Palestinian Arabs Not As Good At PR As We Thought?

The way it is supposed to work is that Israel is supposed to be bad at PR while the Palestinian Arabs are good at PR and at manipulating the media.

But that does not seem to be true over the last couple of weeks.

From the AP on March 18:

Arab child's sickbed is part of the battleground

Asil Manasra, a 6-year-old Palestinian girl, was in her eighth month of intensive treatment at an Israeli hospital for complications arising from a long bout of tuberculosis when she was abruptly forced to stop the visits.

A week after she was discharged, she died.

It's impossible to know how much longer Asil might have lived, but her family is convinced she is the first victim of a Palestinian decision that has cut hundreds of people off from proper medical care and has led Israeli hospitals to turn away those in need.

...Fathi Abu Moughli, the Palestinian minister of health, abruptly halted the arrangement following Israel's assault on Hamas militants in Gaza, which Palestinian officials say killed some 1,300 Palestinians and wounded thousands more.

Initially, Abu Moughli insisted the ruling was limited to those wounded in the war. He said more than 1,000 injured Gazans were transferred to Egypt, Saudi Arabia, Libya, Morocco and other Arab countries so that they would not have to be treated by the same country that harmed them.

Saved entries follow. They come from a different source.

//! Frame timing.
//!
//! [`Clock`] is the source of the elapsed-time value fed to
//! [`ParticleSystem::update`](crate::ParticleSystem::update). [`Stopwatch`]
//! measures how long a piece of work took, e.g. the update pass itself.
//!
//! # Example
//!
//! ```ignore
//! use pfx2d::time::{Clock, Stopwatch};
//!
//! let mut clock = Clock::new();
//!
//! // In your frame loop:
//! let delta = clock.update();
//! let timer = Stopwatch::start();
//! system.update(delta);
//! println!("update took {:?}, {:.1} fps", timer.elapsed(), clock.fps());
//! ```

use std::time::{Duration, Instant};

/// Upper bound for [`Clock::set_time_scale`].
pub const MAX_TIME_SCALE: f32 = 64.0;

/// Frame clock.
///
/// Provides the delta since the previous frame, a frame counter and a
/// periodically refreshed FPS estimate.
#[derive(Debug)]
pub struct Clock {
    /// When the clock was created or last reset.
    start: Instant,
    /// When the last frame occurred.
    last_frame: Instant,
    /// Time since last frame, after scaling.
    delta: Duration,
    /// Total frames since start.
    frame_count: u64,
    /// Calculated FPS (updated periodically).
    fps: f32,
    /// Frame count at last FPS update.
    fps_frame_count: u64,
    /// Time of last FPS calculation.
    fps_update_time: Instant,
    /// How often to update FPS calculation.
    fps_update_interval: Duration,
    /// When the clock was paused, if it is.
    paused_at: Option<Instant>,
    /// Total time spent paused.
    pause_elapsed: Duration,
    /// Fixed delta for deterministic stepping.
    fixed_delta: Option<Duration>,
    /// Time scale multiplier (1.0 = normal speed).
    time_scale: f32,
}

impl Clock {
    pub fn new() -> Self {
        let now = Instant::now();
        Self {
            start: now,
            last_frame: now,
            delta: Duration::ZERO,
            frame_count: 0,
            fps: 0.0,
            fps_frame_count: 0,
            fps_update_time: now,
            fps_update_interval: Duration::from_millis(500),
            paused_at: None,
            pause_elapsed: Duration::ZERO,
            fixed_delta: None,
            time_scale: 1.0,
        }
    }

    /// Advance to the next frame. Call once per frame.
    ///
    /// Returns the time elapsed since the previous call. Returns zero while
    /// paused.
    pub fn update(&mut self) -> Duration {
        let now = Instant::now();

        if self.paused_at.is_some() {
            self.delta = Duration::ZERO;
            return self.delta;
        }

        let raw_delta = self.fixed_delta.unwrap_or_else(|| now.duration_since(self.last_frame));
        self.delta = if self.time_scale == 1.0 {
            raw_delta
        } else {
            Duration::try_from_secs_f64(raw_delta.as_secs_f64() * self.time_scale as f64)
                .unwrap_or(Duration::MAX)
        };
        self.last_frame = now;

        self.frame_count += 1;

        let fps_elapsed = now.duration_since(self.fps_update_time);
        if fps_elapsed >= self.fps_update_interval {
            let frames_since = self.frame_count - self.fps_frame_count;
            self.fps = frames_since as f32 / fps_elapsed.as_secs_f32();
            self.fps_frame_count = self.frame_count;
            self.fps_update_time = now;
        }

        self.delta
    }

    /// Time since last frame.
    #[inline]
    pub fn delta(&self) -> Duration {
        self.delta
    }

    /// Unpaused time since start.
    #[inline]
    pub fn elapsed(&self) -> Duration {
        let end = self.paused_at.unwrap_or_else(Instant::now);
        end.duration_since(self.start).saturating_sub(self.pause_elapsed)
    }

    #[inline]
    pub fn frame(&self) -> u64 {
        self.frame_count
    }

    #[inline]
    pub fn fps(&self) -> f32 {
        self.fps
    }

    #[inline]
    pub fn is_paused(&self) -> bool {
        self.paused_at.is_some()
    }

    #[inline]
    pub fn time_scale(&self) -> f32 {
        self.time_scale
    }

    /// Pause time progression.
    ///
    /// While paused, `update()` returns zero and particles freeze.
    pub fn pause(&mut self) {
        if self.paused_at.is_none() {
            self.paused_at = Some(Instant::now());
        }
    }

    /// Resume after pausing. The paused span is not reported as a delta.
    pub fn resume(&mut self) {
        if let Some(paused_at) = self.paused_at.take() {
            let now = Instant::now();
            self.pause_elapsed += now.duration_since(paused_at);
            self.last_frame = now;
        }
    }

    pub fn toggle_pause(&mut self) {
        if self.is_paused() {
            self.resume();
        } else {
            self.pause();
        }
    }

    /// Use a fixed delta instead of wall-clock time. `None` restores real timing.
    pub fn set_fixed_delta(&mut self, delta: Option<Duration>) {
        self.fixed_delta = delta;
    }

    /// Set time scale multiplier.
    ///
    /// - `1.0` = normal speed
    /// - `0.5` = half speed (slow motion)
    /// - `2.0` = double speed
    ///
    /// Clamped to `0.0..=MAX_TIME_SCALE`; NaN resets to `1.0`.
    pub fn set_time_scale(&mut self, scale: f32) {
        self.time_scale = if scale.is_nan() { 1.0 } else { scale.clamp(0.0, MAX_TIME_SCALE) };
    }

    pub fn reset(&mut self) {
        let now = Instant::now();
        self.start = now;
        self.last_frame = now;
        self.delta = Duration::ZERO;
        self.frame_count = 0;
        self.fps = 0.0;
        self.fps_frame_count = 0;
        self.fps_update_time = now;
        self.paused_at = None;
        self.pause_elapsed = Duration::ZERO;
    }
}

impl Default for Clock {
    fn default() -> Self {
        Self::new()
    }
}

/// Measures a single span of work.
#[derive(Debug, Clone, Copy)]
pub struct Stopwatch {
    started: Instant,
}

impl Stopwatch {
    pub fn start() -> Self {
        Self {
            started: Instant::now(),
        }
    }

    #[inline]
    pub fn elapsed(&self) -> Duration {
        self.started.elapsed()
    }

    /// Return the elapsed time and start over.
    pub fn restart(&mut self) -> Duration {
        let now = Instant::now();
        let elapsed = now.duration_since(self.started);
        self.started = now;
        elapsed
    }
}

#[cfg(test)]
mod tests {
    use super::*;
    use std::thread;

    #[test]
    fn test_clock_new() {
        let clock = Clock::new();
        assert_eq!(clock.frame(), 0);
        assert!(!clock.is_paused());
        assert_eq!(clock.time_scale(), 1.0);
        assert_eq!(clock.delta(), Duration::ZERO);
    }

    #[test]
    fn test_clock_update() {
        let mut clock = Clock::new();
        thread::sleep(Duration::from_millis(10));
        let delta = clock.update();

        assert!(delta >= Duration::from_millis(10));
        assert!(clock.elapsed() >= delta);
        assert_eq!(clock.frame(), 1);
    }

    #[test]
    fn test_clock_pause() {
        let mut clock = Clock::new();
        clock.update();

        clock.pause();
        assert!(clock.is_paused());

        let elapsed_before = clock.elapsed();
        thread::sleep(Duration::from_millis(10));
        assert_eq!(clock.update(), Duration::ZERO);
        assert_eq!(clock.elapsed(), elapsed_before);
        assert_eq!(clock.frame(), 1);
    }

    #[test]
    fn test_resume_skips_paused_span() {
        let mut clock = Clock::new();
        clock.pause();
        thread::sleep(Duration::from_millis(30));
        clock.resume();

        let delta = clock.update();
        assert!(delta < Duration::from_millis(30));
    }

    #[test]
    fn test_time_scale() {
        let mut clock = Clock::new();
        clock.set_time_scale(2.0);
        assert_eq!(clock.time_scale(), 2.0);

        // Negative scale should clamp to 0
        clock.set_time_scale(-1.0);
        assert_eq!(clock.time_scale(), 0.0);

        clock.set_time_scale(f32::NAN);
        assert_eq!(clock.time_scale(), 1.0);

        clock.set_time_scale(f32::INFINITY);
        assert_eq!(clock.time_scale(), MAX_TIME_SCALE);
    }

    #[test]
    fn test_repeated_doubling_saturates() {
        let mut clock = Clock::new();
        for _ in 0..80 {
            clock.set_time_scale(clock.time_scale() * 2.0);
        }
        assert_eq!(clock.time_scale(), MAX_TIME_SCALE);

        thread::sleep(Duration::from_millis(1));
        assert!(clock.update() >= Duration::from_millis(60));

        // Huge fixed step times the max scale saturates instead of overflowing
        clock.set_fixed_delta(Some(Duration::MAX));
        assert_eq!(clock.update(), Duration::MAX);
    }

    #[test]
    fn test_elapsed_keeps_time_before_pause() {
        let mut clock = Clock::new();
        clock.update();
        thread::sleep(Duration::from_millis(20));
        clock.pause();
        thread::sleep(Duration::from_millis(20));
        clock.resume();

        assert!(clock.elapsed() >= Duration::from_millis(20));
    }

    #[test]
    fn test_fixed_delta() {
        let mut clock = Clock::new();
        clock.set_fixed_delta(Some(Duration::from_millis(16)));
        clock.set_time_scale(0.5);

        thread::sleep(Duration::from_millis(50));
        let delta = clock.update();
        let expected = Duration::from_millis(8);
        let diff = delta.max(expected) - delta.min(expected);
        assert!(diff < Duration::from_micros(1));
    }

    #[test]
    fn test_stopwatch_restart() {
        let mut timer = Stopwatch::start();
        thread::sleep(Duration::from_millis(5));
        let first = timer.restart();
        assert!(first >= Duration::from_millis(5));
        assert!(timer.elapsed() < first + Duration::from_secs(1));
    }
}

But in an interview with The Associated Press, he acknowledged that the edict was far more comprehensive, aiming to cut costs, rid Palestinians of their need for Israeli medicine and deny the Jewish state a "propaganda" campaign that improves its world image while the cash-strapped Palestinian Authority foots the bill.
From The Jerusalem Post, March 29:
PA dismantles W. Bank youth orchestra

Palestinian authorities disbanded a youth orchestra from a West Bank refugee camp after it played for a group of Holocaust survivors in Israel, a local official said on Sunday.

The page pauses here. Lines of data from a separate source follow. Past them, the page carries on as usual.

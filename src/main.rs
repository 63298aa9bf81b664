//! scaffold's main application entry point and orchestration logic.
//! Resolves the registry, selects the template, and runs the
//! index, load, render and write stages in order.

use std::path::PathBuf;

use scaffold::{
    cancel::CancellationToken,
    cli::{get_args, Args},
    config::ScaffoldConfig,
    error::{default_error_handler, Error, Result},
    indexer::TemplateIndexer,
    loader::TemplateLoader,
    prompt::DialoguerPrompter,
    renderer::MiniJinjaRenderer,
    template::find_template,
    writer::FileWriter,
};

/// Main application entry point.
fn main() {
    let args = get_args();

    // Logger configuration
    env_logger::Builder::new()
        .filter_level(if args.verbose {
            log::LevelFilter::Debug
        } else {
            log::LevelFilter::Info
        })
        .init();

    if let Err(err) = run(args) {
        default_error_handler(err);
    }
}

/// Main application logic execution.
///
/// # Flow
/// 1. Resolves the registry and indexes its templates
/// 2. Selects the template and applies input overrides
/// 3. Resolves the destination root
/// 4. Loads the template files and plans their destinations, stopping here on --dry-run
/// 5. Renders the files
/// 6. Writes the rendered files, asking before overwriting unless forced
fn run(args: Args) -> Result<()> {
    let config = match &args.registry {
        Some(registry) => ScaffoldConfig::new(registry),
        None => ScaffoldConfig::from_env()?,
    };
    let cancel = CancellationToken::new();
    let engine = MiniJinjaRenderer::new();

    let templates = TemplateIndexer::new(config.clone()).index(&cancel)?;

    if args.list {
        for template in &templates {
            println!("{}", template.name());
            for (name, spec) in &template.manifest.inputs {
                println!(
                    "    --input {}=<{:?}> {} (default: '{}')",
                    name, spec.kind, spec.description, spec.default
                );
            }
        }
        return Ok(());
    }

    let name = args.template.unwrap_or_default();
    let template = find_template(&templates, &name)?
        .clone()
        .with_inputs(args.inputs)?;
    for (key, value) in &template.inputs {
        log::info!("Using input {key}={value}");
    }

    let loader = TemplateLoader::new(&config, &engine);
    let destination_root = match args.path {
        Some(path) => path,
        None => PathBuf::from(loader.template_path(&template)?),
    };
    if destination_root.as_os_str().is_empty() {
        return Err(Error::ConfigError(
            "path cannot be an empty string, pass --path".to_string(),
        ));
    }

    log::info!("Loading template files for '{}'", template.name());
    let files = loader.load(&template, &cancel)?;
    log::info!("Loaded {} template files", files.len());

    let plan = loader.preview_paths(&template, &files, &destination_root)?;
    if args.dry_run {
        for destination in &plan {
            println!("{}", destination.display());
        }
        return Ok(());
    }
    for destination in &plan {
        log::debug!("Planned file: {}", destination.display());
    }

    let rendered = loader.render(&template, &files, &destination_root, &cancel)?;
    log::info!("Templated {} files", rendered.len());

    let mut writer = FileWriter::new().with_root(&destination_root);
    if !args.force {
        writer = writer.with_conflict_policy(DialoguerPrompter::new());
    }
    let summary = writer.write(&rendered, &cancel)?;

    println!(
        "Template generation completed in {}: {} written, {} skipped.",
        destination_root.display(),
        summary.written.len(),
        summary.skipped.len()
    );
    Ok(())
}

Adnan Hindi of the Jenin camp called the Holocaust a "political issue" and accused conductor Wafa Younis of unknowingly dragging the children into a political dispute.

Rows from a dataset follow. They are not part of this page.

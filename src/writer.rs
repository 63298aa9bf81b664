//! Writes rendered files to disk.
//!
//! Existing files are only replaced when the configured [`ConflictPolicy`]
//! agrees; a declined overwrite is skipped and logged, not treated as an error.
//! Writes replace the whole file and are not rolled back if a later file fails.
//!
//! Symbolic links are never followed: a destination that is a link, or that
//! sits below a linked directory inside the writer's root, is refused.

use crate::cancel::CancellationToken;
use crate::error::{Error, Result};
use crate::loader::RenderedFile;
use crate::workers::run_all;
use log::{debug, info, warn};
use std::fs;
use std::io;
use std::path::{Path, PathBuf};
use std::sync::Mutex;

/// Decides whether an existing file may be overwritten.
pub trait ConflictPolicy: Send + Sync {
    fn should_overwrite(&self, file: &RenderedFile) -> Result<bool>;
}

impl<F> ConflictPolicy for F
where
    F: Fn(&RenderedFile) -> Result<bool> + Send + Sync,
{
    fn should_overwrite(&self, file: &RenderedFile) -> Result<bool> {
        self(file)
    }
}

/// Outcome of a [`FileWriter::write`] call.
#[derive(Debug, Clone, Default, PartialEq, Eq)]
pub struct WriteSummary {
    pub written: Vec<PathBuf>,
    pub skipped: Vec<PathBuf>,
}

enum Outcome {
    Written(PathBuf),
    Skipped(PathBuf),
}

#[derive(Default)]
pub struct FileWriter {
    conflict_policy: Option<Box<dyn ConflictPolicy>>,
    // policies usually drive a single interactive surface
    policy_lock: Mutex<()>,
    root: Option<PathBuf>,
}

impl FileWriter {
    /// Creates a writer that silently overwrites existing files.
    pub fn new() -> Self {
        Self::default()
    }

    pub fn with_conflict_policy<P: ConflictPolicy + 'static>(mut self, policy: P) -> Self {
        self.conflict_policy = Some(Box::new(policy));
        self
    }

    /// Confines every write to `root`. Destinations outside of it, or below a
    /// symbolic link between it and the file, are refused.
    pub fn with_root<P: Into<PathBuf>>(mut self, root: P) -> Self {
        self.root = Some(root.into());
        self
    }

    /// Writes every file concurrently, creating parent directories as needed.
    ///
    /// # Errors
    /// * `Error::PathEscapeError` if a destination is, or lies below, a symbolic link
    /// * `Error::WriteError` if a directory or file cannot be created
    /// * `Error::ConflictPolicyError` if the policy fails to decide
    /// * `Error::Cancelled` if the token fires before every file was handled
    pub fn write(
        &self,
        files: &[RenderedFile],
        cancel: &CancellationToken,
    ) -> Result<WriteSummary> {
        let outcomes = run_all(files, cancel, |file| self.write_file(file))?;

        let mut summary = WriteSummary::default();
        for outcome in outcomes {
            match outcome {
                Outcome::Written(path) => summary.written.push(path),
                Outcome::Skipped(path) => summary.skipped.push(path),
            }
        }
        Ok(summary)
    }

    fn write_file(&self, file: &RenderedFile) -> Result<Outcome> {
        let destination = &file.destination;
        let write_error = |source| Error::WriteError {
            path: destination.display().to_string(),
            source,
        };

        self.check_links(destination)?;

        let exists = destination.try_exists().map_err(write_error)?;
        if exists && !self.may_overwrite(file)? {
            warn!("Skipping file: {}", destination.display());
            return Ok(Outcome::Skipped(destination.clone()));
        }

        if let Some(parent) = destination.parent().filter(|p| !p.as_os_str().is_empty()) {
            fs::create_dir_all(parent).map_err(write_error)?;
        }

        info!("Writing file: {}", destination.display());
        fs::write(destination, &file.content).map_err(write_error)?;

        Ok(Outcome::Written(destination.clone()))
    }

    /// Refuses a destination that is a symbolic link, or whose parent
    /// directories up to the root include one.
    fn check_links(&self, destination: &Path) -> Result<()> {
        let root = self.root.as_deref().unwrap_or(Path::new(""));
        let escape = || Error::PathEscapeError {
            path: destination.display().to_string(),
            root: root.display().to_string(),
        };

        let checked: Vec<&Path> = match self.root.as_deref() {
            Some(root) => {
                if !destination.starts_with(root) {
                    return Err(escape());
                }
                destination
                    .ancestors()
                    .take_while(|ancestor| *ancestor != root)
                    .collect()
            }
            None => vec![destination],
        };

        for path in checked {
            match fs::symlink_metadata(path) {
                Ok(metadata) if metadata.file_type().is_symlink() => {
                    debug!("Refusing to write through link {}", path.display());
                    return Err(escape());
                }
                Ok(_) => {}
                Err(e) if e.kind() == io::ErrorKind::NotFound => {}
                Err(source) => {
                    return Err(Error::WriteError {
                        path: destination.display().to_string(),
                        source,
                    })
                }
            }
        }
        Ok(())
    }

    fn may_overwrite(&self, file: &RenderedFile) -> Result<bool> {
        let Some(policy) = &self.conflict_policy else {
            debug!("Overwriting existing file: {}", file.destination.display());
            return Ok(true);
        };

        let _guard = self
            .policy_lock
            .lock()
            .unwrap_or_else(|poisoned| poisoned.into_inner());
        policy
            .should_overwrite(file)
            .map_err(|e| Error::ConflictPolicyError {
                path: file.destination.display().to_string(),
                source: Box::new(e),
            })
    }
}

He added that Younis has been barred from the camp and the apartment where she taught the 13-member Strings of Freedom orchestra has been boarded up.

...Ramzi Fayad, a spokesman for various political factions in the Jenin refugee camp, also condemned the participation of the teenagers in the Holocaust event, saying all the groups were strongly opposed to any form of normalization with Israel.
Well, that's good to know.

The concert took place at the Holocaust Survivors' Center-- as part of "Good Deeds Day"--which just goes that it's true what they say: no good deed goes unpunished.

Of course neither of these stories are going to result in bad PR for the Palestinian Arabs, for the simple reason that PR is neither good nor bad until it gets exposure, until the media covers it--and neither of these events is going to get that kind of coverage.

After all, Israel is not the one who did it.